Kitabın Karakterleri
Rodya Raskolnikov: Suç ve Ceza eserinin başkahramanı olan bu kişi, hukuk eğitimini yarıda keserek çeşitli çatışmalara karışır ve heyecanlı anlar yaşar.
Razumikin: Bu karakter, başkahraman Rodya Raskolnikov’un en yakın arkadaşıdır.
Pulcheia Alexandrovna Raskolnikov: Başkahraman Rodya Raskolnikov’un annesi olan bu kadın, ölen kocasının emekli maaşı ile geçinmeye çalışan bir duldur.
Dünya: Luzhin ile nişanlı olan bu kız, Rodion’un da kız kardeşi ve son derece neşeli bir yapıya sahiptir.

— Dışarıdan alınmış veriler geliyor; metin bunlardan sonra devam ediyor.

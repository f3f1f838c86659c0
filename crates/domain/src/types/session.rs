//! Session-related domain types
//!
//! Types describing who sits where in a two-party session and which phase the
//! session is in.

use serde::{Deserialize, Serialize};

/// One of the two seats in a session.
///
/// Side A always moves first (white in chess).
#[derive(Debug, Clone, Copy, PartialEq, Eq, Hash, Serialize, Deserialize)]
pub enum Side {
    #[serde(rename = "side-A")]
    A,
    #[serde(rename = "side-B")]
    B,
}

impl Side {
    /// Seat index (A = 0, B = 1).
    pub fn index(self) -> usize {
        match self {
            Side::A => 0,
            Side::B => 1,
        }
    }

    /// Side for a seat index, if it is one of the two seats.
    pub fn from_index(index: usize) -> Option<Self> {
        match index {
            0 => Some(Side::A),
            1 => Some(Side::B),
            _ => None,
        }
    }

    pub fn opponent(self) -> Self {
        match self {
            Side::A => Side::B,
            Side::B => Side::A,
        }
    }
}

impl std::fmt::Display for Side {
    fn fmt(&self, f: &mut std::fmt::Formatter<'_>) -> std::fmt::Result {
        match self {
            Side::A => write!(f, "side-A"),
            Side::B => write!(f, "side-B"),
        }
    }
}

/// Role of a participant within the session it is attached to.
#[derive(Debug, Clone, Copy, PartialEq, Eq, Serialize, Deserialize, Default)]
#[serde(rename_all = "kebab-case")]
pub enum Role {
    /// Connected but not attached to any session yet
    #[default]
    Unassigned,
    /// Holds one of the two seats
    Seat(Side),
    /// Read-only broadcast visibility, no action rights
    Observer,
}

impl Role {
    /// The seat this role holds, if any.
    pub fn seat(&self) -> Option<Side> {
        match self {
            Role::Seat(side) => Some(*side),
            _ => None,
        }
    }

    pub fn is_seat(&self) -> bool {
        matches!(self, Role::Seat(_))
    }

    pub fn is_observer(&self) -> bool {
        matches!(self, Role::Observer)
    }
}

impl std::fmt::Display for Role {
    fn fmt(&self, f: &mut std::fmt::Formatter<'_>) -> std::fmt::Result {
        match self {
            Role::Unassigned => write!(f, "unassigned"),
            Role::Seat(side) => write!(f, "{side}"),
            Role::Observer => write!(f, "observer"),
        }
    }
}

/// Lifecycle phase of a session.
///
/// `Forming` -> `Active` -> `Ended`; there is no way back.
#[derive(Debug, Clone, Copy, PartialEq, Eq, Serialize, Deserialize, Default)]
#[serde(rename_all = "snake_case")]
pub enum SessionPhase {
    /// Zero or one seat filled
    #[default]
    Forming,
    /// Both seats filled, accepting actions
    Active,
    /// Terminal; further input is refused
    Ended,
}

impl SessionPhase {
    pub fn is_ended(&self) -> bool {
        matches!(self, SessionPhase::Ended)
    }
}

impl std::fmt::Display for SessionPhase {
    fn fmt(&self, f: &mut std::fmt::Formatter<'_>) -> std::fmt::Result {
        match self {
            SessionPhase::Forming => write!(f, "forming"),
            SessionPhase::Active => write!(f, "active"),
            SessionPhase::Ended => write!(f, "ended"),
        }
    }
}
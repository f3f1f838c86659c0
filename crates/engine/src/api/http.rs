//! HTTP routes.

use std::sync::Arc;

use axum::{routing::get, Router};

use crate::app::App;

/// Create all HTTP routes.
pub fn routes() -> Router<Arc<App>> {
    Router::new().route("/health", get(health))
}

async fn health() -> &'static str {
    "ok"
}
use super::*;

fn is_action_result(msg: &ServerMessage) -> bool {
    matches!(msg, ServerMessage::ActionResult(_))
}

#[tokio::test]
async fn accepted_move_reaches_both_seats_and_observers() {
    let (addr, server) = spawn_ws_server(chess_state()).await;
    let (mut a, mut b, session_id) = matched_pair(addr).await;
    let mut watcher = ws_connect(addr, &format!("?gameId={session_id}&spectator=true")).await;
    ws_expect_message(&mut watcher, Duration::from_secs(2), is_init).await;

    ws_send_client(&mut a, &ClientMessage::SubmitAction(Action::new("e2", "e4"))).await;

    for client in [&mut a, &mut b, &mut watcher] {
        let msg = ws_expect_message(client, Duration::from_secs(2), is_action_result).await;
        match msg {
            ServerMessage::ActionResult(result) => {
                assert_eq!(result.action, Action::new("e2", "e4"));
                assert_eq!(result.outcome, Outcome::None);
            }
            other => panic!("expected action-result, got {other:?}"),
        }
    }

    server.abort();
}

#[tokio::test]
async fn move_out_of_turn_is_rejected_for_the_sender_only() {
    let (addr, server) = spawn_ws_server(chess_state()).await;
    let (mut a, mut b, _) = matched_pair(addr).await;

    ws_send_client(&mut b, &ClientMessage::SubmitAction(Action::new("e7", "e5"))).await;
    let msg = ws_expect_message(&mut b, Duration::from_secs(2), is_error).await;
    assert_eq!(error_message(&msg), "Not your turn");

    ws_expect_no_message_matching(&mut a, Duration::from_millis(200), |m| {
        is_error(m) || is_action_result(m)
    })
    .await;

    server.abort();
}

#[tokio::test]
async fn illegal_move_is_rejected() {
    let (addr, server) = spawn_ws_server(chess_state()).await;
    let (mut a, _b, _) = matched_pair(addr).await;

    ws_send_client(&mut a, &ClientMessage::SubmitAction(Action::new("e2", "e5"))).await;
    let msg = ws_expect_message(&mut a, Duration::from_secs(2), is_error).await;
    assert_eq!(error_message(&msg), "Invalid move");

    // Turn did not pass.
    ws_send_client(&mut a, &ClientMessage::SubmitAction(Action::new("e2", "e4"))).await;
    ws_expect_message(&mut a, Duration::from_secs(2), is_action_result).await;

    server.abort();
}

#[tokio::test]
async fn malformed_move_payload_gets_format_error() {
    let (addr, server) = spawn_ws_server(chess_state()).await;
    let (mut a, _b, _) = matched_pair(addr).await;

    ws_send_raw(&mut a, r#"{"kind":"submit-action","payload":"e2e4"}"#).await;
    let msg = ws_expect_message(&mut a, Duration::from_secs(2), is_error).await;
    assert_eq!(error_message(&msg), "Invalid move format");

    ws_send_raw(&mut a, r#"{"kind":"castle"}"#).await;
    let msg = ws_expect_message(&mut a, Duration::from_secs(2), is_error).await;
    assert_eq!(error_message(&msg), "Invalid request type");

    server.abort();
}

#[tokio::test]
async fn observer_cannot_move() {
    let (addr, server) = spawn_ws_server(chess_state()).await;
    let (_a, _b, session_id) = matched_pair(addr).await;
    let mut watcher = ws_connect(addr, &format!("?gameId={session_id}&spectator=true")).await;
    ws_expect_message(&mut watcher, Duration::from_secs(2), is_init).await;

    ws_send_client(
        &mut watcher,
        &ClientMessage::SubmitAction(Action::new("e2", "e4")),
    )
    .await;
    let msg = ws_expect_message(&mut watcher, Duration::from_secs(2), is_error).await;
    assert_eq!(error_message(&msg), "Spectators cannot make moves");

    server.abort();
}
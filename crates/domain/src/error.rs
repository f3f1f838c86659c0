//! Error types for the rules-engine contract

use thiserror::Error;

/// Why a rules engine refused a proposed action.
#[derive(Debug, Error, Clone, PartialEq, Eq)]
pub enum RulesError {
    /// The action could not be parsed into the engine's move notation
    #[error("Malformed action: {0}")]
    Malformed(String),

    /// The action is well-formed but not legal in the current position
    #[error("Illegal action: {0}")]
    Illegal(String),

    /// The position is already terminal; no further actions are accepted
    #[error("Position is already decided")]
    AlreadyDecided,
}

impl RulesError {
    pub fn malformed(msg: impl Into<String>) -> Self {
        Self::Malformed(msg.into())
    }

    pub fn illegal(msg: impl Into<String>) -> Self {
        Self::Illegal(msg.into())
    }
}
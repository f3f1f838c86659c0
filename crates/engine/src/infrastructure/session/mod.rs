//! Session actors for live two-seat sessions
//!
//! - [`Participant`] - one live connection, as seen by the actors
//! - [`SessionHandle`] - routing handle to a per-session actor
//! - [`RegistryHandle`] - id lookup and matchmaking
//!
//! Actors own their state outright and communicate only through channels.
//! Handles never hold ownership of what they point at, so a participant
//! routed to a session never keeps that session alive.

mod errors;
mod game_session;
mod participant;
mod registry;

#[cfg(test)]
pub(crate) mod test_support;

// Re-export all public types
pub use errors::SessionError;
pub use game_session::{observer_url, SessionHandle, SessionStatus};
pub use participant::{Liveness, Participant};
pub use registry::{Attachment, RegistryConfig, RegistryHandle, RegistryStats};
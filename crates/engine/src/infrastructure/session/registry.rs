//! Session registry and matchmaker
//!
//! A single actor owns the id -> session map and the pending-match slot.
//! Connections never touch either directly; they send a command and await
//! the reply, which makes the registry loop the only arbiter when intakes,
//! joins and departures race each other.
//!
//! Sessions report their own end on an unbounded channel. The loop drains
//! that channel before taking the next command, so a finished id is never
//! handed out again.

use std::collections::HashMap;
use std::sync::Arc;

use tokio::sync::{mpsc, oneshot};

use duelhall_domain::{ParticipantId, Role, RulesEngine, SessionId};

use super::game_session::GameSession;
use super::{Participant, SessionError, SessionHandle};
use crate::infrastructure::ports::{ClockPort, RandomPort};

/// Buffer size for the registry command channel.
const REGISTRY_COMMAND_BUFFER: usize = 64;

/// Where a connection ended up after intake or join.
#[derive(Debug, Clone)]
pub struct Attachment {
    pub session: SessionHandle,
    pub role: Role,
}

#[derive(Debug, Clone, Copy, PartialEq, Eq, Default)]
pub struct RegistryStats {
    /// Live sessions, forming or active
    pub sessions: usize,
    /// Whether a participant is waiting for an opponent
    pub pending: bool,
}

/// Dependencies of the registry loop.
pub struct RegistryConfig {
    pub rules: Arc<dyn RulesEngine>,
    pub clock: Arc<dyn ClockPort>,
    pub random: Arc<dyn RandomPort>,
    pub session_command_buffer: usize,
}

enum RegistryCommand {
    Intake {
        participant: Participant,
        reply: oneshot::Sender<Result<Attachment, SessionError>>,
    },
    Join {
        session_id: SessionId,
        participant: Participant,
        seat: bool,
        observer: bool,
        reply: oneshot::Sender<Result<Attachment, SessionError>>,
    },
    Departed {
        participant: ParticipantId,
        attachment: Option<Attachment>,
    },
    Lookup {
        session_id: SessionId,
        reply: oneshot::Sender<Option<SessionHandle>>,
    },
    Stats {
        reply: oneshot::Sender<RegistryStats>,
    },
}

/// Handle to the registry loop. Cheap to clone.
#[derive(Debug, Clone)]
pub struct RegistryHandle {
    commands: mpsc::Sender<RegistryCommand>,
}

impl RegistryHandle {
    /// Start the registry loop.
    pub fn spawn(config: RegistryConfig) -> Self {
        let (tx, rx) = mpsc::channel(REGISTRY_COMMAND_BUFFER);
        let (ended_tx, ended_rx) = mpsc::unbounded_channel();

        let registry = Registry {
            config,
            sessions: HashMap::new(),
            pending: None,
            ended_tx,
        };
        tokio::spawn(registry.run(rx, ended_rx));

        Self { commands: tx }
    }

    /// Match a participant with whoever is waiting, or make it wait.
    pub async fn intake(&self, participant: Participant) -> Result<Attachment, SessionError> {
        let (reply, rx) = oneshot::channel();
        self.send(RegistryCommand::Intake { participant, reply })
            .await?;
        rx.await.map_err(|_| SessionError::Ended)?
    }

    /// Attach to a known session.
    ///
    /// `seat` insists on a seat and overrides `observer`.
    pub async fn join(
        &self,
        session_id: SessionId,
        participant: Participant,
        seat: bool,
        observer: bool,
    ) -> Result<Attachment, SessionError> {
        let (reply, rx) = oneshot::channel();
        self.send(RegistryCommand::Join {
            session_id,
            participant,
            seat,
            observer,
            reply,
        })
        .await?;
        rx.await.map_err(|_| SessionError::Ended)?
    }

    /// Report a closed connection.
    pub async fn departed(&self, participant: ParticipantId, attachment: Option<Attachment>) {
        if self
            .send(RegistryCommand::Departed {
                participant,
                attachment,
            })
            .await
            .is_err()
        {
            tracing::warn!(participant_id = %participant, "Registry gone, departure dropped");
        }
    }

    pub async fn lookup(&self, session_id: SessionId) -> Option<SessionHandle> {
        let (reply, rx) = oneshot::channel();
        self.send(RegistryCommand::Lookup { session_id, reply })
            .await
            .ok()?;
        rx.await.ok().flatten()
    }

    pub async fn stats(&self) -> RegistryStats {
        let (reply, rx) = oneshot::channel();
        if self.send(RegistryCommand::Stats { reply }).await.is_err() {
            return RegistryStats::default();
        }
        rx.await.unwrap_or_default()
    }

    async fn send(&self, command: RegistryCommand) -> Result<(), SessionError> {
        self.commands
            .send(command)
            .await
            .map_err(|_| SessionError::Ended)
    }
}

struct Pending {
    participant: ParticipantId,
    session: SessionHandle,
}

struct Registry {
    config: RegistryConfig,
    sessions: HashMap<SessionId, SessionHandle>,
    pending: Option<Pending>,
    ended_tx: mpsc::UnboundedSender<SessionId>,
}

impl Registry {
    async fn run(
        mut self,
        mut commands: mpsc::Receiver<RegistryCommand>,
        mut ended: mpsc::UnboundedReceiver<SessionId>,
    ) {
        tracing::debug!(rules = self.config.rules.name(), "Registry started");
        loop {
            tokio::select! {
                biased;
                Some(id) = ended.recv() => self.forget(&id),
                command = commands.recv() => match command {
                    Some(command) => self.handle(command).await,
                    None => break,
                },
            }
        }
        tracing::debug!("Registry stopped");
    }

    async fn handle(&mut self, command: RegistryCommand) {
        match command {
            RegistryCommand::Intake { participant, reply } => {
                let result = self.intake(participant).await;
                let _ = reply.send(result);
            }
            RegistryCommand::Join {
                session_id,
                participant,
                seat,
                observer,
                reply,
            } => {
                let result = self.join(session_id, participant, seat, observer).await;
                let _ = reply.send(result);
            }
            RegistryCommand::Departed {
                participant,
                attachment,
            } => self.departed(participant, attachment),
            RegistryCommand::Lookup { session_id, reply } => {
                let _ = reply.send(self.live(&session_id));
            }
            RegistryCommand::Stats { reply } => {
                let _ = reply.send(RegistryStats {
                    sessions: self.sessions.len(),
                    pending: self.pending.is_some(),
                });
            }
        }
    }

    async fn intake(&mut self, participant: Participant) -> Result<Attachment, SessionError> {
        if let Some(pending) = self.pending.take() {
            if pending.participant == participant.id() {
                self.pending = Some(pending);
                return Err(SessionError::AlreadyAttached);
            }

            match pending.session.attach_seat(participant.clone()).await {
                Ok(side) => {
                    tracing::info!(
                        session_id = %pending.session.id(),
                        participant_id = %participant.id(),
                        "Matched with pending participant"
                    );
                    return Ok(Attachment {
                        session: pending.session,
                        role: Role::Seat(side),
                    });
                }
                Err(error) => {
                    tracing::debug!(
                        session_id = %pending.session.id(),
                        error = %error,
                        "Discarding stale pending slot"
                    );
                }
            }
        }

        let session = self.create_session();
        match session.attach_seat(participant.clone()).await {
            Ok(side) => {
                self.pending = Some(Pending {
                    participant: participant.id(),
                    session: session.clone(),
                });
                Ok(Attachment {
                    session,
                    role: Role::Seat(side),
                })
            }
            Err(error) => {
                session.terminate();
                self.remove(&session);
                Err(error)
            }
        }
    }

    async fn join(
        &mut self,
        session_id: SessionId,
        participant: Participant,
        seat: bool,
        observer: bool,
    ) -> Result<Attachment, SessionError> {
        let session = self.live(&session_id).ok_or(SessionError::NotFound)?;

        if seat || !observer {
            match session.attach_seat(participant.clone()).await {
                Ok(side) => {
                    if self
                        .pending
                        .as_ref()
                        .is_some_and(|p| p.session.same_session(&session))
                    {
                        self.pending = None;
                    }
                    return Ok(Attachment {
                        session,
                        role: Role::Seat(side),
                    });
                }
                Err(SessionError::Full) if !seat => {}
                Err(SessionError::Ended) => return Err(SessionError::NotFound),
                Err(error) => return Err(error),
            }
        }

        session
            .attach_observer(participant)
            .await
            .map_err(|_| SessionError::NotFound)?;
        Ok(Attachment {
            session,
            role: Role::Observer,
        })
    }

    fn departed(&mut self, participant: ParticipantId, attachment: Option<Attachment>) {
        if self
            .pending
            .as_ref()
            .is_some_and(|p| p.participant == participant)
        {
            tracing::debug!(participant_id = %participant, "Pending participant left");
            self.pending = None;
        }

        let Some(attachment) = attachment else {
            return;
        };
        if attachment.role.is_seat() {
            tracing::info!(
                session_id = %attachment.session.id(),
                participant_id = %participant,
                "Seat departed, terminating session"
            );
            attachment.session.terminate();
            self.remove(&attachment.session);
        }
    }

    fn forget(&mut self, id: &SessionId) {
        if self
            .sessions
            .get(id)
            .is_some_and(SessionHandle::is_terminated)
        {
            self.sessions.remove(id);
            tracing::debug!(session_id = %id, "Ended session removed");
        }
        if self
            .pending
            .as_ref()
            .is_some_and(|p| p.session.id() == id && p.session.is_terminated())
        {
            self.pending = None;
        }
    }

    fn remove(&mut self, session: &SessionHandle) {
        if self
            .sessions
            .get(session.id())
            .is_some_and(|s| s.same_session(session))
        {
            self.sessions.remove(session.id());
        }
    }

    fn live(&self, id: &SessionId) -> Option<SessionHandle> {
        self.sessions
            .get(id)
            .filter(|s| !s.is_terminated())
            .cloned()
    }

    fn create_session(&mut self) -> SessionHandle {
        let id = self.mint_id();
        let session = GameSession::spawn(
            id.clone(),
            self.config.clock.now(),
            self.config.rules.new_position(),
            self.ended_tx.clone(),
            self.config.session_command_buffer,
        );
        tracing::info!(session_id = %id, "Session created");
        self.sessions.insert(id, session.clone());
        session
    }

    fn mint_id(&self) -> SessionId {
        loop {
            let id = SessionId::generate_with(|n| self.config.random.gen_index(n));
            if !self.sessions.contains_key(&id) {
                return id;
            }
            tracing::debug!(session_id = %id, "Session id collision, minting again");
        }
    }
}
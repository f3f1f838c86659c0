//! Clock and random implementations.

use crate::infrastructure::ports::{ClockPort, RandomPort};
use chrono::{DateTime, Utc};

/// System clock - uses real time.
pub struct SystemClock;

impl SystemClock {
    pub fn new() -> Self {
        Self
    }
}

impl Default for SystemClock {
    fn default() -> Self {
        Self::new()
    }
}

impl ClockPort for SystemClock {
    fn now(&self) -> DateTime<Utc> {
        Utc::now()
    }
}

/// System random - uses real randomness.
pub struct SystemRandom;

impl SystemRandom {
    pub fn new() -> Self {
        Self
    }
}

impl Default for SystemRandom {
    fn default() -> Self {
        Self::new()
    }
}

impl RandomPort for SystemRandom {
    fn gen_index(&self, len: usize) -> usize {
        use rand::Rng;
        if len == 0 {
            return 0;
        }
        rand::thread_rng().gen_range(0..len)
    }
}

/// Fixed clock for testing.
#[cfg(test)]
pub struct FixedClock(pub DateTime<Utc>);

#[cfg(test)]
impl ClockPort for FixedClock {
    fn now(&self) -> DateTime<Utc> {
        self.0
    }
}
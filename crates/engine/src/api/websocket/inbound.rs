//! Inbound pump: socket frames -> registry and session commands.

use std::fmt::Display;

use axum::extract::ws::Message;
use futures_util::{Stream, StreamExt};

use duelhall_domain::{Action, SessionId};
use duelhall_shared::{kinds, ClientMessage, JoinData, ProtocolError, ServerMessage};

use super::ConnectParams;
use crate::infrastructure::session::{Attachment, Participant, RegistryHandle, SessionError};

/// Whether the read loop keeps going after a message.
#[derive(Debug, Clone, Copy, PartialEq, Eq)]
pub(crate) enum Flow {
    Continue,
    Stop,
}

/// Per-connection dispatch state.
pub struct Connection {
    participant: Participant,
    registry: RegistryHandle,
    attachment: Option<Attachment>,
}

impl Connection {
    pub fn new(participant: Participant, registry: RegistryHandle) -> Self {
        Self {
            participant,
            registry,
            attachment: None,
        }
    }

    pub fn attachment(&self) -> Option<&Attachment> {
        self.attachment.as_ref()
    }

    /// Act on the connection's query parameters before reading frames.
    pub async fn open(&mut self, params: &ConnectParams) {
        match params.target() {
            Some(session_id) => {
                self.join(session_id, params.wants_seat(), params.wants_observer())
                    .await;
            }
            None if params.wants_observer() => {
                self.reply_error(SessionError::ObserverRequiresSession)
                    .await;
            }
            None => {}
        }
    }

    /// Read frames until the peer goes away, then clean up.
    pub async fn run<S, E>(mut self, mut stream: S)
    where
        S: Stream<Item = Result<Message, E>> + Unpin,
        E: Display,
    {
        let id = self.participant.id();

        loop {
            let frame = tokio::select! {
                _ = self.participant.closed() => {
                    tracing::debug!(participant_id = %id, "Transport closed");
                    break;
                }
                frame = stream.next() => frame,
            };

            let frame = match frame {
                Some(Ok(frame)) => frame,
                Some(Err(e)) => {
                    tracing::debug!(participant_id = %id, error = %e, "WebSocket read error");
                    break;
                }
                None => break,
            };
            self.participant.liveness().touch();

            let text = match frame {
                Message::Text(text) => text,
                Message::Close(_) => {
                    tracing::info!(participant_id = %id, "WebSocket closed by client");
                    break;
                }
                Message::Binary(_) => {
                    tracing::debug!(participant_id = %id, "Ignoring binary frame");
                    continue;
                }
                Message::Ping(_) | Message::Pong(_) => continue,
            };

            let message = match ClientMessage::decode(text.as_str()) {
                Ok(message) => message,
                Err(e) if e.is_fatal() => {
                    tracing::warn!(participant_id = %id, error = %e, "Unreadable frame, closing");
                    break;
                }
                Err(e) => {
                    tracing::debug!(participant_id = %id, error = %e, "Rejected message");
                    self.reply_error(rejection_message(&e)).await;
                    continue;
                }
            };

            if self.dispatch(message).await == Flow::Stop {
                break;
            }
        }

        self.depart().await;
    }

    pub(crate) async fn dispatch(&mut self, message: ClientMessage) -> Flow {
        match message {
            ClientMessage::Init => self.init().await,
            ClientMessage::Join(JoinData {
                session_id,
                observer,
                seat,
            }) => {
                self.join(SessionId::from(session_id), seat, observer && !seat)
                    .await;
            }
            ClientMessage::SubmitAction(action) => self.submit_action(action).await,
            ClientMessage::End => return self.end().await,
            ClientMessage::Error(report) => {
                tracing::warn!(
                    participant_id = %self.participant.id(),
                    message = %report.message,
                    "Client reported error"
                );
            }
        }
        Flow::Continue
    }

    async fn init(&mut self) {
        if let Some(attachment) = &self.attachment {
            if let Err(e) = attachment.session.resync(self.participant.id()).await {
                self.reply_error(e).await;
            }
            return;
        }

        match self.registry.intake(self.participant.clone()).await {
            Ok(attachment) => self.attach(attachment),
            Err(e) => self.reply_error(e).await,
        }
    }

    async fn join(&mut self, session_id: SessionId, seat: bool, observer: bool) {
        if self.attachment.is_some() {
            self.reply_error(SessionError::AlreadyAttached).await;
            return;
        }

        match self
            .registry
            .join(session_id, self.participant.clone(), seat, observer)
            .await
        {
            Ok(attachment) => self.attach(attachment),
            Err(e) => self.reply_error(e).await,
        }
    }

    async fn submit_action(&mut self, action: Action) {
        let result = match &self.attachment {
            None => Err(SessionError::NotActive),
            Some(attachment) if attachment.role.is_observer() => Err(SessionError::ObserverAction),
            Some(attachment) => {
                attachment
                    .session
                    .submit_action(action, self.participant.id())
                    .await
            }
        };
        if let Err(e) = result {
            self.reply_error(e).await;
        }
    }

    async fn end(&mut self) -> Flow {
        let Some(attachment) = &self.attachment else {
            self.reply_error(SessionError::NoActiveSession).await;
            return Flow::Continue;
        };

        if let Err(e) = attachment.session.end(self.participant.id()).await {
            tracing::debug!(participant_id = %self.participant.id(), error = %e, "End on finished session");
        }
        Flow::Stop
    }

    fn attach(&mut self, attachment: Attachment) {
        tracing::info!(
            participant_id = %self.participant.id(),
            remote = ?self.participant.remote(),
            session_id = %attachment.session.id(),
            role = ?attachment.role,
            "Participant attached"
        );
        self.attachment = Some(attachment);
    }

    async fn reply_error(&self, error: impl Display) {
        let _ = self
            .participant
            .send(ServerMessage::error(error.to_string()))
            .await;
    }

    /// Detach, tell the registry, close the transport.
    async fn depart(mut self) {
        let id = self.participant.id();
        let attachment = self.attachment.take();

        if let Some(attachment) = &attachment {
            if attachment.role.is_observer() {
                let _ = attachment.session.detach_observer(id).await;
            }
        }
        self.registry.departed(id, attachment).await;
        self.participant.close();
        tracing::debug!(
            participant_id = %id,
            remote = ?self.participant.remote(),
            "Participant departed"
        );
    }
}

/// Client-facing text for a request the engine could not read.
fn rejection_message(error: &ProtocolError) -> &'static str {
    match error {
        ProtocolError::InvalidPayload { kind, .. } if kind == kinds::SUBMIT_ACTION => {
            "Invalid move format"
        }
        ProtocolError::InvalidPayload { kind, .. } if kind == kinds::JOIN => {
            "Invalid join game message format"
        }
        _ => "Invalid request type",
    }
}
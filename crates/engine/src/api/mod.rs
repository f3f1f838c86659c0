//! API layer - HTTP and WebSocket entry points.

pub mod connections;
pub mod http;
pub mod websocket;

pub use connections::{ConnectionKey, ConnectionTable};

use std::sync::Arc;

use axum::{routing::get, Router};

use crate::app::App;
use websocket::WsState;

/// Build the full router with separate states for HTTP and WebSocket.
///
/// Serve it with `into_make_service_with_connect_info::<SocketAddr>()`; the
/// WebSocket handler needs the remote address.
pub fn router(app: Arc<App>) -> Router {
    router_with_state(Arc::new(WsState::new(app)))
}

pub fn router_with_state(ws_state: Arc<WsState>) -> Router {
    http::routes()
        .with_state(ws_state.app.clone())
        .route("/ws", get(websocket::ws_handler).with_state(ws_state))
}
//! Duelhall Domain - vocabulary types and the rules-engine contract.
//!
//! Everything here is pure: no I/O, no async, no randomness. The engine crate
//! owns the actors; this crate owns the words they speak.

pub mod error;
pub mod ids;
pub mod rules;
pub mod types;

pub use error::RulesError;
pub use ids::{ParticipantId, SessionId};
pub use rules::{ChessRules, Position, RulesEngine};
pub use types::{Action, Outcome, Role, SessionPhase, Side};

Zozimov: Raskolnikov’un hekimi olan bu karakter, aynı zamanda en samimi arkadaşıdır da.
Avdotya Romanovna: Rodya Raskolnikov’un kız kardeşi olan bu karakter, romanın bitmesine yakın annesi ile beraber ziyaretine gelir ve son derece üzgün bir biçimde beklerler.
Marmeladov: Rodya Raskolnikov’un meyhanede karşılaştığı ve tanıştığı kişi olan bu karakter, üç çocuk babası bir içkici karakterdir.
Pctroviç Luzhin: Kendi çabaları ile bir yerlere gelebilmiş, son derece gururlu bir kişiliktir. Yüksek maaşlı bir memur olan Luzhin, Dounia ile nişanlıdır da aynı zamanda.
Sonya: Yoksul bir aileye mensup olan Sonya, son derece karakter sahibi, ahlaklı edepli ve bir o kadar da dinine bağlı bir kızdır. Ne yazık ki hayat şartları onu bir fahişe olmaya iter.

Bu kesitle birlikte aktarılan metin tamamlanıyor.